Friday, August 31, 2012

Monti is growing on me ..... He certainly plays a clever game - hitting the Germans with the dreaded inflation card. Why can't the smaller countries like Greece and Portugal find someone to fight their corner? Looks like we just have to hold on tight and hope that some crumbs from any Spanish/Italian gains will fall our way. That or revolution. Can't be much longer coming. Fresh wave of pay cuts and tax demands on its way and the weather's getting cooler...While Monti is keen to push down Italy's borrowing costs, Merkel is more concerned about reshaping the fundamental framework of the eurozone. That's certainly connected, isn't it. Merkel and the German ECB council member Asmussen already said that they both support the bond buying program. Weidmann will remain opposed and nobody will care as he's always been an idiot (scholar of the preceding idiot: Axel Weber). However, in the long term there must be a new framework. It will be crucial to get support for this, keep the process going and find the right moment to get the European people involved....WELL, i don't get this one bit. Where's this inflation coming from? Because the only place i can see it coming from is a weaker Euro due to unlimited money printing by the ECB to support the basket cases of Italy, Spain, Greece et al. It's just a vacuous comment.
Whether they do it by using the ESM to buy primary debt, or another SMP, it's just prining. I think Monti is trying to be too clever & will just paint himself into a corner.

4 comments:

Anonymous said...

Morgan Stanley said there are signs of incipient capital flight from China. The yuan has fallen almost 1pc since April, and off-shore markets are pricing in further falls over the next year. The risk for Europe is that China could become a net seller of European bonds if forced to run down reserves to shore up the yuan.

Germany has reasons of its own for going easy on Club Med austerity. The policy has finally begun to boomerang, with German exports falling by 14pc to Spain and 8pc to Italy.

David Owen from Jefferies Fixed Income said Germany's IFO business climate index has fallen to levels that normally mean recession. "Germany is not falling off a cliff but the confidence numbers are as bad as the UK. We see a high risk of contraction this quarter and next," he said.

Professor Lars Feld from Freiburg, one of Germany's five "Wise Men", warned today that euro break-up had become a "relatively large risk" and rebuked hard-line German politicians for "populist outbursts" over recent days.

He said an ejection of Greece from EMU would set of a "domino effect" through the EMU periphery, slicing up to 10pc off German GDP. "The markets would promptly ask whether Spain can make it in monetary union."

Anonymous said...

china is worried that the jobs the bankers shipped off to them for a quick buck will disappear.
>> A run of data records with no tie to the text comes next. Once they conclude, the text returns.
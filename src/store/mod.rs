//! Flat-file persistence: the account snapshot table and the append-only
//! transaction log, both CSV under a single data directory.

pub mod accounts;
pub mod log;

use crate::error::Result;
use std::fs;
use std::path::{Path, PathBuf};

pub use accounts::AccountStore;
pub use log::TransactionLog;

const ACCOUNTS_FILE: &str = "accounts.csv";
const TRANSACTIONS_FILE: &str = "transactions.csv";

/// Owns both backing stores for one data directory.
#[derive(Debug)]
pub struct Storage {
    pub accounts: AccountStore,
    pub log: TransactionLog,
}

impl Storage {
    /// Opens the data directory, creating it and seeding missing files with
    /// their header rows.
    pub fn open(data_dir: impl Into<PathBuf>) -> Result<Self> {
        let data_dir = data_dir.into();
        fs::create_dir_all(&data_dir)?;

        let storage = Storage {
            accounts: AccountStore::new(data_dir.join(ACCOUNTS_FILE)),
            log: TransactionLog::new(data_dir.join(TRANSACTIONS_FILE)),
        };
        storage.accounts.ensure()?;
        storage.log.ensure()?;
        Ok(storage)
    }
}

/// Writes a header-only CSV file at `path` if it does not exist yet.
fn seed_file(path: &Path, header: &[&str]) -> Result<()> {
    if path.exists() {
        return Ok(());
    }
    let mut writer = csv::Writer::from_path(path)?;
    writer.write_record(header)?;
    writer.flush()?;
    Ok(())
}

#[cfg(test)]
mod tests {
    use super::*;
    use std::fs;
    use tempfile::tempdir;

    #[test]
    fn test_open_seeds_both_files_with_headers() {
        let dir = tempdir().unwrap();
        Storage::open(dir.path()).unwrap();

        let accounts = fs::read_to_string(dir.path().join("accounts.csv")).unwrap();
        assert_eq!(
            accounts.trim(),
            "accountNumber,username,passwordHash,fullName,balance,lastInterestApplied,createdAt"
        );

        let log = fs::read_to_string(dir.path().join("transactions.csv")).unwrap();
        assert_eq!(
            log.trim(),
            "id,timestamp,accountNumber,type,amount,balanceAfter,details,relatedAccount"
        );
    }

    #[test]
    fn test_open_is_idempotent() {
        let dir = tempdir().unwrap();
        Storage::open(dir.path()).unwrap();
        Storage::open(dir.path()).unwrap();

        let log = fs::read_to_string(dir.path().join("transactions.csv")).unwrap();
        assert_eq!(log.lines().count(), 1);
    }
}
however the west, which as been shafted by bankers doesn't have an economy any more as it's all been shipped off to china for a bankers bonus.

so they dont have anyone to sell to, hence the terror.
aren't bankers wonderful, far sighted people...

Anonymous said...

china is worried that the jobs the bankers shipped off to them for a quick buck will disappear.

however the west, which as been shafted by bankers doesn't have an economy any more as it's all been shipped off to china for a bankers bonus.

so they dont have anyone to sell to, hence the terror.
aren't bankers wonderful, far sighted people...

Anonymous said...

François Hollande has now offered support to Mario Draghi's plan to intervene in the bond markets to drive down Spain and Italy's borrowing costs.

He told the press conference in Madrid (see 14.03pm onwards) that wide sovereign debt spreads (ie, the difference between Spain's bond yields and Germany's), can be a "justification for ECB intervention".

(not, though, Draghi has to worry about France's support for a bond-buying splurge)

Hollande also said it was sensible of Mariano Rajoy to hold off asking for aid until he knows what terms it would be offered at (this is the 'conditionality' issue - the fiscal consolidation and structural reform that governments would have to agree to before Draghi deployed the ECB's balance sheet).